System Design

Why Architecture Matters: Lessons from a Production Outage

A deep dive into how a single architectural decision caused a weekend-long outage and what we learned.

March 10, 2024

5 min read

System DesignPostgreSQLNext.jsKubernetes

The Incident

It was 2 AM on a Saturday. My phone buzzed with PagerDuty alerts. Our production database CPU was at 100%. Customer-facing services were timing out. The team scrambled to respond.

The root cause? A single architectural decision made six months earlier.

This is the story of how we broke production, the scramble to fix it, and the lessons that transformed how we approach system design.

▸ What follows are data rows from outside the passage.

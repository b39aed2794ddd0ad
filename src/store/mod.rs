//! Durable-store seam for vehicle state records.
//!
//! The flush loop only knows [`StateStore`]; [`CsvStateStore`] is the
//! shipped implementation. Connection management, retries and schema
//! concerns belong to the implementor, not the core.

mod csv;

pub use csv::CsvStateStore;

use anyhow::Result;
use async_trait::async_trait;

use crate::state::VehicleState;

/// One durable write per vehicle state per flush tick. Implementations
/// report success or failure per call; the flush loop never retries inline.
#[async_trait]
pub trait StateStore: Send + Sync {
    async fn write_state(&self, state: &VehicleState) -> Result<()>;
}
//! Periodic flush of the state table to the durable store.
//!
//! Each tick snapshots the table and fans the writes out as independent
//! tasks under a concurrency bound. A failed entry (re-validation, write
//! error or timeout) is removed from the table so a later complete cycle
//! rebuilds it; the other entries are unaffected.

use std::sync::Arc;
use std::time::Duration;

use tokio::sync::{Semaphore, watch};
use tokio::time::MissedTickBehavior;
use tracing::{debug, error, info};

use crate::error::PersistError;
use crate::state::{StateTable, VehicleState};
use crate::store::StateStore;

#[derive(Debug, Clone)]
pub struct FlushConfig {
    pub interval: Duration,
    /// Upper bound on a single durable write before it counts as failed.
    pub write_timeout: Duration,
    /// Maximum concurrent writes per tick.
    pub concurrency: usize,
}

impl Default for FlushConfig {
    fn default() -> Self {
        Self {
            interval: Duration::from_secs(5),
            write_timeout: Duration::from_secs(10),
            concurrency: 4,
        }
    }
}

/// Runs flush ticks until the shutdown flag flips. The final in-progress
/// tick is allowed to finish.
pub async fn run_flush_loop(
    table: Arc<StateTable>,
    store: Arc<dyn StateStore>,
    config: FlushConfig,
    mut shutdown: watch::Receiver<bool>,
) {
    let mut ticker = tokio::time::interval(config.interval);
    ticker.set_missed_tick_behavior(MissedTickBehavior::Delay);
    // interval fires immediately; skip the tick at t=0
    ticker.tick().await;

    loop {
        tokio::select! {
            _ = ticker.tick() => {
                flush_once(&table, store.clone(), &config).await;
            }
            _ = shutdown.changed() => {
                if *shutdown.borrow() {
                    info!("flush loop stopping");
                    break;
                }
            }
        }
    }
}

/// One flush tick: snapshot, fan out, gather. Returns how many entries
/// were durably written.
pub async fn flush_once(
    table: &Arc<StateTable>,
    store: Arc<dyn StateStore>,
    config: &FlushConfig,
) -> usize {
    let snapshot = table.snapshot().await;
    if snapshot.is_empty() {
        debug!("flush tick with no tracked states");
        return 0;
    }

    let total = snapshot.len();
    let semaphore = Arc::new(Semaphore::new(config.concurrency));
    let mut tasks = Vec::with_capacity(total);

    for state in snapshot {
        let sem = semaphore.clone();
        let store = store.clone();
        let table = table.clone();
        let write_timeout = config.write_timeout;

        tasks.push(tokio::spawn(async move {
            let _permit = sem.acquire().await.expect("flush semaphore closed");

            let car_id = state.car_id;
            match write_state(store.as_ref(), &state, write_timeout).await {
                Ok(()) => {
                    debug!(car_id, "state flushed");
                    true
                }
                Err(e) => {
                    error!(car_id, error = %e, "state flush failed, dropping entry");
                    table.remove(car_id).await;
                    false
                }
            }
        }));
    }

    // Gather without short-circuiting: one slow or failing entry must
    // never block the others.
    let mut written = 0;
    for task in tasks {
        if let Ok(true) = task.await {
            written += 1;
        }
    }

    info!(written, total, "flush tick complete");
    written
}

/// Re-validates and writes one entry under the configured timeout.
async fn write_state(
    store: &dyn StateStore,
    state: &VehicleState,
    write_timeout: Duration,
) -> Result<(), PersistError> {
    if let Err(reason) = state.validate() {
        return Err(PersistError::Validation {
            car_id: state.car_id,
            reason,
        });
    }

    match tokio::time::timeout(write_timeout, store.write_state(state)).await {
        Ok(Ok(())) => Ok(()),
        Ok(Err(source)) => Err(PersistError::Write {
            car_id: state.car_id,
            source,
        }),
        Err(_) => Err(PersistError::Timeout {
            car_id: state.car_id,
            secs: write_timeout.as_secs(),
        }),
    }
}
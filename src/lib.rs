pub mod buffer;
pub mod config;
pub mod convert;
pub mod decode;
pub mod error;
pub mod flush;
pub mod reconcile;
pub mod state;
pub mod store;
pub mod transport;
//! Derived vehicle state and the table the flush loop reads from.

use std::collections::HashMap;

use chrono::{DateTime, Utc};
use serde::Serialize;
use tokio::sync::RwLock;

use crate::buffer::VehicleBuffer;
use crate::convert::{convert_gear, convert_speed, state_of_charge};
use crate::error::ConversionError;

/// The persistence-ready projection of one vehicle's telemetry.
#[derive(Debug, Clone, PartialEq, Serialize)]
pub struct VehicleState {
    pub car_id: u32,
    /// When the derived state last reflected incoming telemetry.
    pub observed_at: DateTime<Utc>,
    pub latitude: f64,
    pub longitude: f64,
    pub speed_kmh: f64,
    /// 0 = neutral, 1..=6 forward gears.
    pub gear: u8,
    /// Capacity-weighted percentage, floored; always within 0..=100.
    pub state_of_charge: i64,
}

impl VehicleState {
    /// Re-checks the record invariants. Run before every durable write.
    pub fn validate(&self) -> Result<(), String> {
        if self.gear > 6 {
            return Err(format!("gear {} out of range 0..=6", self.gear));
        }
        if !(0..=100).contains(&self.state_of_charge) {
            return Err(format!(
                "state of charge {} out of range 0..=100",
                self.state_of_charge
            ));
        }
        if !self.latitude.is_finite()
            || !self.longitude.is_finite()
            || !self.speed_kmh.is_finite()
        {
            return Err("non-finite position or speed".to_string());
        }
        Ok(())
    }
}

/// Derives a full [`VehicleState`] from a buffer, or `Ok(None)` if the
/// buffer has not reached completeness yet.
pub fn derive(
    buffer: &VehicleBuffer,
    required_cells: usize,
) -> Result<Option<VehicleState>, ConversionError> {
    if !buffer.is_complete(required_cells) {
        return Ok(None);
    }

    // is_complete guarantees every field below is present
    let (Some(latitude), Some(longitude), Some(speed), Some(gear), Some(soc)) = (
        buffer.latitude,
        buffer.longitude,
        buffer.speed,
        buffer.gear.as_deref(),
        state_of_charge(&buffer.cells),
    ) else {
        return Ok(None);
    };

    Ok(Some(VehicleState {
        car_id: buffer.car_id,
        observed_at: Utc::now(),
        latitude,
        longitude,
        speed_kmh: convert_speed(speed),
        gear: convert_gear(gear)?,
        state_of_charge: soc,
    }))
}

/// Latest derived state per vehicle, shared between the reconciler (writer)
/// and the flush loop (snapshot reader).
pub struct StateTable {
    states: RwLock<HashMap<u32, VehicleState>>,
}

impl StateTable {
    pub fn new() -> Self {
        Self {
            states: RwLock::new(HashMap::new()),
        }
    }

    pub async fn get(&self, car_id: u32) -> Option<VehicleState> {
        self.states.read().await.get(&car_id).cloned()
    }

    pub async fn upsert(&self, state: VehicleState) {
        self.states.write().await.insert(state.car_id, state);
    }

    /// Copy-on-read snapshot so the flush fan-out never holds the lock
    /// while writes are in flight.
    pub async fn snapshot(&self) -> Vec<VehicleState> {
        self.states.read().await.values().cloned().collect()
    }

    pub async fn remove(&self, car_id: u32) {
        self.states.write().await.remove(&car_id);
    }

    pub async fn len(&self) -> usize {
        self.states.read().await.len()
    }

    pub async fn is_empty(&self) -> bool {
        self.len().await == 0
    }
}

impl Default for StateTable {
    fn default() -> Self {
        Self::new()
    }
}
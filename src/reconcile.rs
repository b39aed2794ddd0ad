//! The reconciler: merges each incoming event into its vehicle's buffer
//! and keeps the derived state table current.
//!
//! Per vehicle the lifecycle is accumulate-until-complete, then track:
//! the first time the buffer satisfies the completeness predicate the
//! derived state is computed in full and the vehicle joins the persistence
//! cycle; after that every event only updates the derived field it
//! touches. A tracked vehicle never re-gates completeness.

use std::sync::Arc;

use tracing::{debug, info, warn};

use crate::buffer::{BufferStore, VehicleBuffer};
use crate::convert::{convert_gear, convert_speed, state_of_charge};
use crate::decode::{Field, decode};
use crate::error::ReconcileError;
use crate::state::{StateTable, VehicleState, derive};

/// Outcome of one message, reported back to the transport so it can apply
/// its acknowledgement policy.
#[derive(Debug, Clone, Copy, PartialEq, Eq)]
pub enum Ack {
    /// The event was merged (and the state table updated if tracked).
    Accepted,
    /// The event was for a vehicle other than the configured target;
    /// nothing was created or modified.
    Skipped,
}

pub struct Reconciler {
    buffers: BufferStore,
    table: Arc<StateTable>,
    target_car_id: u32,
    required_cells: usize,
}

impl Reconciler {
    pub fn new(table: Arc<StateTable>, target_car_id: u32, required_cells: usize) -> Self {
        Self {
            buffers: BufferStore::new(),
            table,
            target_car_id,
            required_cells,
        }
    }

    /// Decodes and applies one raw message.
    ///
    /// # Errors
    ///
    /// Returns the decode or conversion failure for a rejected event. The
    /// buffer and state table are untouched in that case; callers log the
    /// error and move on.
    pub async fn handle_message(&self, topic: &str, payload: &[u8]) -> Result<Ack, ReconcileError> {
        let event = decode(topic, payload)?;

        if event.car_id != self.target_car_id {
            debug!(
                car_id = event.car_id,
                target = self.target_car_id,
                "event for non-target vehicle, skipping"
            );
            return Ok(Ack::Skipped);
        }

        // Hold the vehicle's lock across merge, gate and table update so
        // events for one vehicle apply strictly in arrival order.
        let entry = self.buffers.entry(event.car_id);
        let mut buffer = entry.lock().await;

        // A bad gear label must not reach the buffer: merge is
        // all-or-nothing per field.
        if let Field::Gear(label) = &event.field {
            convert_gear(label)?;
        }

        buffer.apply(&event.field);

        match self.table.get(event.car_id).await {
            None => {
                if let Some(state) = derive(&buffer, self.required_cells)? {
                    info!(
                        car_id = event.car_id,
                        gear = state.gear,
                        state_of_charge = state.state_of_charge,
                        "vehicle record complete, tracking state"
                    );
                    self.table.upsert(state).await;
                }
            }
            Some(state) => {
                let updated = update_derived(state, &event.field, &buffer)?;
                self.table.upsert(updated).await;
            }
        }

        Ok(Ack::Accepted)
    }

    /// True if the vehicle has ever sent an event we merged.
    pub fn has_buffer(&self, car_id: u32) -> bool {
        self.buffers.contains(car_id)
    }
}

/// Recomputes only the derived field affected by `field` on an already
/// tracked state. State of charge is refreshed only while every cell stays
/// fully populated; otherwise the previous value is retained.
fn update_derived(
    mut state: VehicleState,
    field: &Field,
    buffer: &VehicleBuffer,
) -> Result<VehicleState, ReconcileError> {
    match field {
        Field::Latitude(v) => state.latitude = *v,
        Field::Longitude(v) => state.longitude = *v,
        Field::Speed(v) => state.speed_kmh = convert_speed(*v),
        Field::Gear(label) => state.gear = convert_gear(label)?,
        Field::CellSoc { .. } | Field::CellCapacity { .. } => {
            if let Some(soc) = state_of_charge(&buffer.cells) {
                state.state_of_charge = soc;
            } else {
                warn!(
                    car_id = state.car_id,
                    "cells partially populated, retaining previous state of charge"
                );
            }
        }
    }
    state.observed_at = chrono::Utc::now();
    Ok(state)
}

#[cfg(test)]
mod tests {
    use super::*;
    use crate::error::{ConversionError, DecodeError};

    fn reconciler() -> (Reconciler, Arc<StateTable>) {
        let table = Arc::new(StateTable::new());
        (Reconciler::new(table.clone(), 1, 2), table)
    }

    async fn send(r: &Reconciler, topic: &str, value: &str) -> Result<Ack, ReconcileError> {
        let payload = format!(r#"{{"value": {value}}}"#);
        r.handle_message(topic, payload.as_bytes()).await
    }

    async fn complete_vehicle(r: &Reconciler) {
        send(r, "car/1/location/latitude", "52.1").await.unwrap();
        send(r, "car/1/location/longitude", "13.4").await.unwrap();
        send(r, "car/1/speed", "20").await.unwrap();
        send(r, "car/1/gear", r#""3""#).await.unwrap();
        send(r, "car/1/battery/0/soc", "90").await.unwrap();
        send(r, "car/1/battery/0/capacity", "50").await.unwrap();
        send(r, "car/1/battery/1/soc", "70").await.unwrap();
        send(r, "car/1/battery/1/capacity", "50").await.unwrap();
    }

    #[tokio::test]
    async fn test_no_state_until_complete() {
        let (r, table) = reconciler();
        send(&r, "car/1/location/latitude", "52.1").await.unwrap();
        send(&r, "car/1/speed", "20").await.unwrap();
        assert!(table.get(1).await.is_none());
        assert!(r.has_buffer(1));
    }

    #[tokio::test]
    async fn test_state_created_at_completion() {
        let (r, table) = reconciler();
        complete_vehicle(&r).await;

        let state = table.get(1).await.unwrap();
        assert_eq!(state.latitude, 52.1);
        assert_eq!(state.speed_kmh, 72.0);
        assert_eq!(state.gear, 3);
        assert_eq!(state.state_of_charge, 80);
    }

    #[tokio::test]
    async fn test_tracked_state_updates_per_field() {
        let (r, table) = reconciler();
        complete_vehicle(&r).await;

        send(&r, "car/1/speed", "10").await.unwrap();
        assert_eq!(table.get(1).await.unwrap().speed_kmh, 36.0);

        send(&r, "car/1/gear", r#""N""#).await.unwrap();
        assert_eq!(table.get(1).await.unwrap().gear, 0);
    }

    #[tokio::test]
    async fn test_soc_retained_while_cells_partial() {
        let (r, table) = reconciler();
        complete_vehicle(&r).await;

        // A third cell appears with only soc; aggregation is deferred
        // until its capacity arrives.
        send(&r, "car/1/battery/2/soc", "10").await.unwrap();
        assert_eq!(table.get(1).await.unwrap().state_of_charge, 80);

        send(&r, "car/1/battery/2/capacity", "100").await.unwrap();
        // (90*50 + 70*50 + 10*100) / 200 = 45
        assert_eq!(table.get(1).await.unwrap().state_of_charge, 45);
    }

    #[tokio::test]
    async fn test_non_target_vehicle_creates_nothing() {
        let (r, table) = reconciler();
        let ack = send(&r, "car/7/speed", "20").await.unwrap();
        assert_eq!(ack, Ack::Skipped);
        assert!(!r.has_buffer(7));
        assert!(table.get(7).await.is_none());
    }

    #[tokio::test]
    async fn test_invalid_gear_leaves_buffer_untouched() {
        let (r, table) = reconciler();
        complete_vehicle(&r).await;

        let err = send(&r, "car/1/gear", r#""7""#).await.unwrap_err();
        assert_eq!(
            err,
            ReconcileError::Conversion(ConversionError::InvalidGear("7".to_string()))
        );
        // previous gear survives
        assert_eq!(table.get(1).await.unwrap().gear, 3);
    }

    #[tokio::test]
    async fn test_decode_failure_surfaces() {
        let (r, _) = reconciler();
        let err = r
            .handle_message("car/1/tire/pressure", br#"{"value": 2.4}"#)
            .await
            .unwrap_err();
        assert_eq!(
            err,
            ReconcileError::Decode(DecodeError::UnknownField("pressure".to_string()))
        );
    }
}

The Decision That Seemed Right at the Time

We were building a real-time analytics dashboard. The requirements:

Show live metrics for 100K+ users
Sub-second query response times
Support complex aggregations

The obvious solution? PostgreSQL with lots of indexes.

We justified it:

PostgreSQL is battle-tested
We already used it elsewhere
Indexes would make queries fast
"We can optimize later if needed"

What We Missed

Write Amplification

Every user interaction required updating multiple tables:

-- User performs action
UPDATE user_stats SET actions = actions + 1 WHERE user_id = ?;
UPDATE daily_metrics SET count = count + 1 WHERE date = ?;
UPDATE feature_usage SET count = count + 1 WHERE feature = ?;
-- ... and 5 more similar updates

Each update triggered index maintenance. With 10K+ writes per second, the database spent more time maintaining indexes than serving queries.

Lock Contention

Hot rows in the metrics tables created lock contention. Multiple processes competed to update the same statistics:

Process 1: UPDATE daily_metrics WHERE date = '2024-03-10'
Process 2: UPDATE daily_metrics WHERE date = '2024-03-10'  -- Blocked!
Process 3: UPDATE daily_metrics WHERE date = '2024-03-10'  -- Blocked!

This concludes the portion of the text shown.